Prolonged Relaxation Kinetics in Distal Arthrogryposis Skeletal Muscle Myofibrils with a MYH3 R672C Mutation

Abstract

The mechanisms underlying most forms of Distal Arthrogryposis (DA), a group of congenital contracture syndromes, are unknown. Our previous functional studies from adult individuals with DA caused by the heterozygous myosin heavy chain mutation, MYH3 R672C, showed that the time required by DA skinned skeletal myofibers to relax completely after calcium-induced contraction was several-fold longer than controls (Racca et al. (2010) Biophys J 98:542-3a). Here we measured force and kinetics of activation & relaxation, and compared chemomechanical analysis using myofibrils and myofibers sampled from gastrocnemius muscle from two affected individuals vs. three control (non-DA) individuals.

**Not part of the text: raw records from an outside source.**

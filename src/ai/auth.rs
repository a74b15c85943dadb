// SPDX-License-Identifier: Apache-2.0
// Copyright (C) 2025 Michael Dippery <michael@monkey-robot.com>

//! Authentication for AI services.

use std::{env, error, fmt};

/// Manages authentication keys for AI service APIs.
pub struct Auth {
    api_key: String,
}

impl Auth {
    /// Creates a new `Auth` structure using the given API key.
    pub fn new(api_key: impl Into<String>) -> Self {
        let api_key = api_key.into();
        Self { api_key }
    }

    /// Retrieves an API key from the environment.
    ///
    /// Returns an error if the API key cannot be retrieved from the
    /// environment.
    pub fn from_env(envvar: impl Into<String>) -> AuthResult {
        let envvar = envvar.into();
        match env::var(&envvar) {
            Ok(api_key) => Ok(Self { api_key }),
            Err(source) => Err(AuthError::EnvError { envvar, source }),
        }
    }

    /// The actual API key.
    ///
    /// # Examples
    ///
    /// ```
    /// use scribo::ai::Auth;
    /// let auth = Auth::new("ThisIsMyApiKey");
    /// assert_eq!(auth.api_key(), "ThisIsMyApiKey");
    /// ```
    pub fn api_key(&self) -> &str {
        &self.api_key
    }
}

impl fmt::Debug for Auth {
    // The key is masked so it cannot leak into logs or error reports.
    fn fmt(&self, f: &mut fmt::Formatter<'_>) -> fmt::Result {
        f.debug_struct("Auth").field("api_key", &"<redacted>").finish()
    }
}

/// Standard result type for [`Auth`] creation.
pub type AuthResult = Result<Auth, AuthError>;

/// Indicates an error when creating an authentication key.
#[derive(Debug)]
pub enum AuthError {
    /// An error occurred while retrieving a key from the environment.
    EnvError {
        /// The environment variable that was consulted.
        envvar: String,

        /// The underlying environment error.
        source: env::VarError,
    },
}

impl fmt::Display for AuthError {
    fn fmt(&self, f: &mut fmt::Formatter<'_>) -> fmt::Result {
        match self {
            AuthError::EnvError { envvar, source } => match source {
                env::VarError::NotPresent => {
                    write!(f, "{envvar} not found in environment variables")
                }
                env::VarError::NotUnicode(_) => write!(f, "{envvar} is not valid Unicode"),
            },
        }
    }
}

impl error::Error for AuthError {
    fn source(&self) -> Option<&(dyn error::Error + 'static)> {
        match self {
            AuthError::EnvError { source, .. } => Some(source),
        }
    }
}
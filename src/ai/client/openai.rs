// SPDX-License-Identifier: Apache-2.0
// Copyright (C) 2025 Michael Dippery <michael@monkey-robot.com>

//! OpenAI API client.
//!
//! This module speaks the OpenAI [chat completions] protocol: a request
//! carries a list of role-tagged messages, and the response carries a list
//! of generated "choices". When you create a request, you will have to
//! select a [model](Model) to use; by default, requests use
//! [gpt-3.5-turbo](Model::Gpt35turbo). Read the
//! [OpenAI model documentation](https://platform.openai.com/docs/models)
//! for more information on the various models offered by the OpenAI API.
//!
//! # Access
//!
//! You will need to set up an [OpenAI API account](https://platform.openai.com/docs/overview)
//! and generate your own authentication key to use OpenAI's API. Your key
//! should be stored under the `$OPENAI_API_KEY` environment variable for use
//! with [`Auth`](crate::ai::auth::Auth).
//!
//! **Note that you are solely responsible for paying the costs of OpenAI API
//! access.** The scribo developers are not responsible for costs you incur
//! while generating keywords, titles, topics, or content.
//!
//! # Cost
//!
//! Models are billed on a per-token basis, where a token is the smallest
//! unit of text that the model reads and processes. Input tokens (the
//! prompt scribo sends) and output tokens (the generated text sent back)
//! are billed at different rates. Prices are expressed in US dollars per
//! $1 million tokens. As of July 2025, the prices for each model are as
//! follows; for the latest pricing, see OpenAI's
//! [pricing](https://platform.openai.com/docs/pricing) docs.
//!
//! | Model      | Descriptor    | Input | Output |
//! |------------|---------------|-------|--------|
//! | Gpt4_1nano | gpt-4.1-nano  | $0.10 | $0.40  |
//! | Gpt4omini  | gpt-4o-mini   | $0.15 | $0.60  |
//! | Gpt4_1mini | gpt-4.1-mini  | $0.40 | $1.60  |
//! | Gpt35turbo | gpt-3.5-turbo | $0.50 | $1.50  |
//! | Gpt4_1     | gpt-4.1       | $2.00 | $8.00  |
//! | Gpt4o      | gpt-4o        | $2.50 | $10.00 |
//!
//! # See Also
//!
//! - [OpenAI model documentation](https://platform.openai.com/docs/models)
//!
//! [chat completions]: https://platform.openai.com/docs/api-reference/chat

use crate::ai::auth::Auth;
use crate::ai::client::{APIClient, APIRequest, APIResponse, APIResult};
use crate::ai::service::{APIService, HTTPService};
use log::{debug, trace};
use serde::{Deserialize, Serialize};
use std::fmt;
use std::str::FromStr;

/// The OpenAI chat completions endpoint.
const COMPLETIONS_URL: &str = "https://api.openai.com/v1/chat/completions";

/// A client for the OpenAI chat completions API.
pub struct OpenAIClient<S = HTTPService>
where
    S: APIService,
{
    auth: Auth,
    service: S,
}

impl OpenAIClient {
    /// Creates a new client that talks to the live OpenAI API using the
    /// given authentication data.
    ///
    /// Returns an error if the underlying HTTP service cannot be
    /// constructed.
    pub fn new(auth: Auth) -> APIResult<Self> {
        let service = HTTPService::new()?;
        Ok(Self::with_service(auth, service))
    }
}

impl<S: APIService> OpenAIClient<S> {
    /// Creates a new client that sends its requests through the given
    /// service, which is usually a deterministic service used for
    /// testing.
    pub(crate) fn with_service(auth: Auth, service: S) -> Self {
        Self { auth, service }
    }
}

impl<S: APIService + Sync> APIClient for OpenAIClient<S> {
    type APIRequest = OpenAIRequest;
    type APIResponse = OpenAIResponse;

    async fn send(&self, request: &OpenAIRequest) -> APIResult<OpenAIResponse> {
        debug!("sending completion request to {COMPLETIONS_URL}");
        if let Ok(body) = serde_json::to_string(request) {
            trace!("request body: {body}");
        }
        let response = self.service.post(COMPLETIONS_URL, &self.auth, request).await?;
        Ok(response)
    }
}

/// A body for an OpenAI chat completion request.
#[derive(Default, Deserialize, Serialize)]
pub struct OpenAIRequest {
    model: Model,

    messages: Vec<Message>,

    #[serde(skip_serializing_if = "Option::is_none")]
    temperature: Option<f64>,

    #[serde(skip_serializing_if = "Option::is_none")]
    max_tokens: Option<u32>,
}

impl APIRequest for OpenAIRequest {
    /// This request uses OpenAI-specific [models](Model).
    type Model = Model;

    /// Sets the model used by the OpenAI API request.
    ///
    /// If not specified, the [default](Model::default) model,
    /// gpt-3.5-turbo, will be used. If you are on a budget, you can also
    /// try using the [least expensive](Model::cheapest) model.
    fn model(self, model: Model) -> Self {
        Self { model, ..self }
    }

    /// Sets optional instructions for the request.
    ///
    /// Instructions provide high-level guidance on how the model should
    /// behave while generating a response, including tone, goals, and
    /// examples of correct responses. They are sent as the conversation's
    /// "system" message, ahead of the prompt provided by the
    /// [`input`](OpenAIRequest::input) parameter. Instructions are not
    /// necessary if you do not wish to customize the response.
    fn instructions(mut self, instructions: impl Into<String>) -> Self {
        self.messages.retain(|message| message.role != Role::System);
        self.messages.insert(0, Message::system(instructions));
        self
    }

    /// Sets the request's input.
    ///
    /// This is sometimes referred to as a "prompt" and represents a
    /// request made to the model for which a response is expected. It is
    /// sent as the conversation's "user" message.
    fn input(mut self, input: impl Into<String>) -> Self {
        self.messages.retain(|message| message.role != Role::User);
        self.messages.push(Message::user(input));
        self
    }

    /// Sets the sampling temperature for the request.
    ///
    /// If not specified, the service's default applies.
    fn temperature(self, temperature: f64) -> Self {
        let temperature = Some(temperature);
        Self {
            temperature,
            ..self
        }
    }

    /// Caps the length of the generated response, in tokens.
    ///
    /// If not specified, the service's default applies.
    fn max_tokens(self, max_tokens: u32) -> Self {
        let max_tokens = Some(max_tokens);
        Self { max_tokens, ..self }
    }
}

/// A single role-tagged message in a chat completion conversation.
#[derive(Debug, Deserialize, Serialize, PartialEq)]
pub struct Message {
    role: Role,
    content: String,
}

impl Message {
    fn system(content: impl Into<String>) -> Self {
        let content = content.into();
        Self {
            role: Role::System,
            content,
        }
    }

    fn user(content: impl Into<String>) -> Self {
        let content = content.into();
        Self {
            role: Role::User,
            content,
        }
    }
}

/// The author of a chat completion message.
#[derive(Debug, Deserialize, Serialize, PartialEq)]
#[serde(rename_all = "lowercase")]
pub enum Role {
    /// High-level instructions that frame the conversation.
    System,

    /// The caller's prompt.
    User,

    /// Text generated by the model.
    Assistant,
}

/// A body for an OpenAI chat completion response.
///
/// Only the generated choices are retained; everything else in the
/// response (usage counts, fingerprints, and so on) is ignored.
#[derive(Debug, Deserialize)]
pub struct OpenAIResponse {
    choices: Vec<Choice>,
}

#[derive(Debug, Deserialize)]
struct Choice {
    message: Message,
}

impl APIResponse for OpenAIResponse {
    /// The content of the first generated choice, or `None` if the
    /// service returned no choices.
    fn text(&self) -> Option<&str> {
        self.choices
            .first()
            .map(|choice| choice.message.content.as_str())
    }
}

/// Available OpenAI chat models.
///
/// For more information on the differences between each model, see the
/// [OpenAI model documentation](https://platform.openai.com/docs/models).
///
/// The [default](Model::default) is [gpt-3.5-turbo](Model::Gpt35turbo), a
/// fast, inexpensive model that is more than adequate for short SEO copy.
/// If you are on a budget, consider using
/// [gpt-4.1-nano](Model::Gpt4_1nano), the [least expensive](Model::cheapest)
/// model.
///
/// # Cost
///
/// OpenAI API usage has a cost, and the cost of each model differs;
/// naturally more powerful models cost more to use.
///
/// See the [cost breakdown](self#cost) in the `openai` module documentation
/// for more details, or visit OpenAI's
/// [pricing](https://platform.openai.com/docs/pricing) docs for the latest
/// prices.
#[derive(Clone, Debug, Default, PartialEq, Deserialize, Serialize)]
pub enum Model {
    /// A fast, inexpensive chat model for everyday tasks.
    #[default]
    #[serde(rename = "gpt-3.5-turbo")]
    Gpt35turbo,

    /// Versatile, high-intelligence flagship model.
    #[serde(rename = "gpt-4o")]
    Gpt4o,

    /// A fast, affordable model for focused tasks.
    #[serde(rename = "gpt-4o-mini")]
    Gpt4omini,

    /// The flagship model for complex tasks.
    ///
    /// It is well-suited for problem-solving across domains.
    #[serde(rename = "gpt-4.1")]
    Gpt4_1,

    /// Provides a balance between intelligence, speed, and cost.
    ///
    /// An attractive model for many use cases.
    #[serde(rename = "gpt-4.1-mini")]
    Gpt4_1mini,

    /// The fastest, most cost-effective 4.1 model.
    #[serde(rename = "gpt-4.1-nano")]
    Gpt4_1nano,
}

impl Model {
    /// The least expensive available model.
    pub fn cheapest() -> Self {
        Model::Gpt4_1nano
    }
}

impl fmt::Display for Model {
    fn fmt(&self, f: &mut fmt::Formatter<'_>) -> fmt::Result {
        let s = serde_json::to_string(&self).expect(&format!("could not serialize {:?}", self));
        let s = s.trim_matches('"');
        f.write_fmt(format_args!("{}", s))
    }
}

impl FromStr for Model {
    type Err = String;

    /// Parses a model from its API descriptor, e.g. `"gpt-4o-mini"`.
    fn from_str(s: &str) -> Result<Self, Self::Err> {
        let value = serde_json::Value::String(s.to_string());
        serde_json::from_value(value).map_err(|_| format!("unknown model: {s}"))
    }
}
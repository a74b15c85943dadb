// SPDX-License-Identifier: Apache-2.0
// Copyright (C) 2025 Michael Dippery <michael@monkey-robot.com>

//! Heuristic scoring for SEO content.

/// Estimates the SEO quality of `content` with respect to `keyword`.
///
/// The score is the sum of two components, rounded to two decimal
/// places:
///
/// - **Keyword presence**: 0.2 points per case-insensitive,
///   non-overlapping occurrence of `keyword` in `content`, capped at
///   0.5. An empty keyword contributes nothing.
/// - **Length**: 0.5 points for a word count of 100–200 (the ideal
///   range for a short piece of content), 0.3 points for a word count
///   of 80–99 or 201–250, and 0.1 points otherwise. Words are
///   whitespace-delimited tokens.
///
/// The result always lies in the range [0.1, 1.0]. The function is pure
/// and deterministic; scoring the same content twice yields the same
/// result.
///
/// # Examples
///
/// Ideal length and plenty of keyword matches earn a perfect score:
///
/// ```
/// use scribo::score::seo_score;
/// let content = "word ".repeat(150);
/// assert_eq!(seo_score(&content, "word"), 1.0);
/// ```
///
/// A few words with no keyword in sight earn the minimum score:
///
/// ```
/// use scribo::score::seo_score;
/// assert_eq!(seo_score("short text here", "keyword"), 0.1);
/// ```
pub fn seo_score(content: &str, keyword: &str) -> f64 {
    let score = keyword_score(content, keyword) + length_score(content);
    (score * 100.0).round() / 100.0
}

/// Points awarded for occurrences of the keyword within the content.
fn keyword_score(content: &str, keyword: &str) -> f64 {
    if keyword.is_empty() {
        return 0.0;
    }
    let content = content.to_lowercase();
    let keyword = keyword.to_lowercase();
    let count = content.matches(&keyword).count();
    (count as f64 * 0.2).min(0.5)
}

/// Points awarded for the length of the content.
fn length_score(content: &str) -> f64 {
    let word_count = content.split_whitespace().count();
    match word_count {
        100..=200 => 0.5,
        80..=99 | 201..=250 => 0.3,
        _ => 0.1,
    }
}
// SPDX-License-Identifier: Apache-2.0
// Copyright (C) 2025 Michael Dippery <michael@monkey-robot.com>

use scribo::ai::Auth;
use scribo::ai::client::openai::{Model, OpenAIClient, OpenAIRequest};
use scribo::ai::client::{APIClient, APIRequest, APIResponse};

// These tests aren't particularly interesting and mostly serve to ensure
// that we can actually connect to the OpenAI service. They spend real API
// credits, so they are ignored by default.

#[tokio::test]
#[ignore = "sends a live request to the OpenAI API"]
async fn it_sends_a_request() {
    let auth =
        Auth::from_env("OPENAI_API_KEY").expect("Could not create auth. Is $OPENAI_API_KEY set?");
    let client = OpenAIClient::new(auth).expect("could not create OpenAI client");
    let request = OpenAIRequest::default()
        .model(Model::cheapest())
        .instructions("You are a helpful assistant.")
        .input("write a haiku about ai")
        .temperature(0.7)
        .max_tokens(100);
    let response = client.send(&request).await;
    let response = response.expect("could not make OpenAI API request");
    assert!(response.text().is_some());
    assert!(!response.text().unwrap().is_empty());
}
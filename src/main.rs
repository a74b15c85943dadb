// SPDX-License-Identifier: Apache-2.0
// Copyright (C) 2025 Michael Dippery <michael@monkey-robot.com>

use std::process::ExitCode;

#[tokio::main]
async fn main() -> ExitCode {
    scribo::cli::run().await
}
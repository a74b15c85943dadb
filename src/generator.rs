// SPDX-License-Identifier: Apache-2.0
// Copyright (C) 2025 Michael Dippery <michael@monkey-robot.com>

//! AI content generation.
//!
//! A [`Generator`] turns the steps of an SEO content pipeline into API
//! calls: a seed keyword becomes related [keywords](Generator::keywords),
//! a keyword becomes candidate [titles](Generator::titles), a title
//! becomes [topics](Generator::topics), and a topic becomes a short
//! [content](Generator::content) paragraph. Each operation makes exactly
//! one request and post-processes the response into its final shape.

use crate::ai::client::{APIClient, APIError, APIRequest, APIResponse};
use crate::text;
use log::{debug, trace};
use thiserror::Error;

/// All generation requests sample with the same temperature.
const TEMPERATURE: f64 = 0.7;

const KEYWORDS_MAX_TOKENS: u32 = 100;
const TITLES_MAX_TOKENS: u32 = 150;
const TOPICS_MAX_TOKENS: u32 = 200;
const CONTENT_MAX_TOKENS: u32 = 300;

const KEYWORDS_ROLE: &str = "You are a helpful SEO assistant.";
const TITLES_ROLE: &str = "You are a professional SEO content writer.";
const TOPICS_ROLE: &str = "You are a professional content strategist.";
const CONTENT_ROLE: &str = "You are a professional content writer specializing in SEO.";

/// Standard result type for generation operations.
pub type Result<T> = std::result::Result<T, Error>;

/// Indicates an error during a generation operation.
#[derive(Debug, Error)]
pub enum Error {
    /// An error from the underlying API client.
    #[error("API error: {0}")]
    API(#[from] APIError),

    /// The service's response contained no generated text.
    #[error("response contained no content")]
    EmptyResponse,
}

/// Generates SEO copy using an AI service.
///
/// A generator borrows the client it sends its requests through, so one
/// client can serve any number of generators.
pub struct Generator<'a, C: APIClient> {
    client: &'a C,
    model: Option<<C::APIRequest as APIRequest>::Model>,
}

impl<'a, C> Generator<'a, C>
where
    C: APIClient,
    C::APIRequest: Default,
    <C::APIRequest as APIRequest>::Model: Clone,
{
    /// Creates a generator that sends its requests through the given
    /// client, using the client's default model.
    pub fn new(client: &'a C) -> Self {
        Self {
            client,
            model: None,
        }
    }

    /// Selects the model used for generation requests.
    pub fn model(self, model: <C::APIRequest as APIRequest>::Model) -> Self {
        let model = Some(model);
        Self { model, ..self }
    }

    /// Suggests keywords related to the given seed keyword.
    ///
    /// The model is asked for five keywords, but the count is not
    /// enforced: the result contains however many non-blank lines the
    /// model actually returned, in its order.
    pub async fn keywords(&self, seed: &str) -> Result<Vec<String>> {
        debug!("generating keywords for seed keyword {seed:?}");
        let blob = self
            .generate(KEYWORDS_ROLE, keywords_prompt(seed), KEYWORDS_MAX_TOKENS)
            .await?;
        Ok(text::trimmed_lines(&blob))
    }

    /// Generates SEO-optimized titles for the given keyword.
    ///
    /// The model is asked for three titles; as with
    /// [`keywords`](Generator::keywords), the count is not enforced.
    pub async fn titles(&self, keyword: &str) -> Result<Vec<String>> {
        debug!("generating titles for keyword {keyword:?}");
        let blob = self
            .generate(TITLES_ROLE, titles_prompt(keyword), TITLES_MAX_TOKENS)
            .await?;
        Ok(text::trimmed_lines(&blob))
    }

    /// Generates detailed topic ideas for the given title.
    ///
    /// The model is asked for two topics; as with
    /// [`keywords`](Generator::keywords), the count is not enforced.
    pub async fn topics(&self, title: &str) -> Result<Vec<String>> {
        debug!("generating topics for title {title:?}");
        let blob = self
            .generate(TOPICS_ROLE, topics_prompt(title), TOPICS_MAX_TOKENS)
            .await?;
        Ok(text::trimmed_lines(&blob))
    }

    /// Writes a short content paragraph about the given topic.
    ///
    /// Unlike the other operations, the result is the whole response,
    /// trimmed but not split into lines.
    pub async fn content(&self, topic: &str) -> Result<String> {
        debug!("generating content for topic {topic:?}");
        let blob = self
            .generate(CONTENT_ROLE, content_prompt(topic), CONTENT_MAX_TOKENS)
            .await?;
        Ok(String::from(blob.trim()))
    }

    /// Performs one generation request and returns the raw response text.
    async fn generate(&self, role: &str, prompt: String, max_tokens: u32) -> Result<String> {
        trace!("prompt: {prompt}");
        let request = self
            .request()
            .instructions(role)
            .input(prompt)
            .max_tokens(max_tokens);
        let response = self.client.send(&request).await?;
        let text = response.text().ok_or(Error::EmptyResponse)?;
        Ok(String::from(text))
    }

    /// A request preconfigured with the generator's model and temperature.
    fn request(&self) -> C::APIRequest {
        let request = C::APIRequest::default().temperature(TEMPERATURE);
        match &self.model {
            Some(model) => request.model(model.clone()),
            None => request,
        }
    }
}

fn keywords_prompt(seed: &str) -> String {
    format!("Suggest 5 related keywords for '{seed}'. Return only the keywords, one per line.")
}

fn titles_prompt(keyword: &str) -> String {
    format!(
        "Generate 3 SEO-optimized titles for '{keyword}'. Make them professional and engaging. \
         Return only the titles, one per line."
    )
}

fn topics_prompt(title: &str) -> String {
    format!(
        "Generate 2 detailed topic ideas for the title: '{title}'. Make them specific and \
         actionable. Return only the topics, one per line."
    )
}

fn content_prompt(topic: &str) -> String {
    format!(
        "Write a short, SEO-optimized piece of content (100-200 words) about: '{topic}'. \
         Make it professional and engaging."
    )
}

The prolonged relaxation was reflected in isolated myofibrils from DA patients, as 50% relaxation time from maximal activation was 36% longer, and 90% relaxation time was prolonged by 58%. The kinetics of the slow phase of relaxation were significantly slower, in both the rate and duration (DA: kREL,SLOW=0.36±0.07s−1;tREL,SLOW=285±21ms vs. Control: 0.79±0.18s−1;199±23ms), implying slower cross-bridge release. Use of ADP prolonged relaxation of control samples to a greater extent than DA preparations, suggesting that slower ADP release from myosin in DA myofibrils may be the mechanism of slower relaxation and cross-bridge release. We also found that both mRNA and protein for this embryonic myosin (gene MYH3) were present in adult skeletal muscle, such that a small amount of this slower myosin may prolong relaxation. Although the mechanism that leads to the congenital contractures must begin prenatally, these results suggest that MYH3 R672H also affects ongoing function of adult skeletal muscle. Understanding the mechanism by which myosin mutations affect muscle cell contractility could provide a model for exploring the pathogenesis of more common contractures such as idiopathic clubfoot and facilitate the development of novel therapeutic approaches. Supported by F31AR06300(A.R.), 5K23HD057331(A.B.), HD048895(M.B.,M.R.).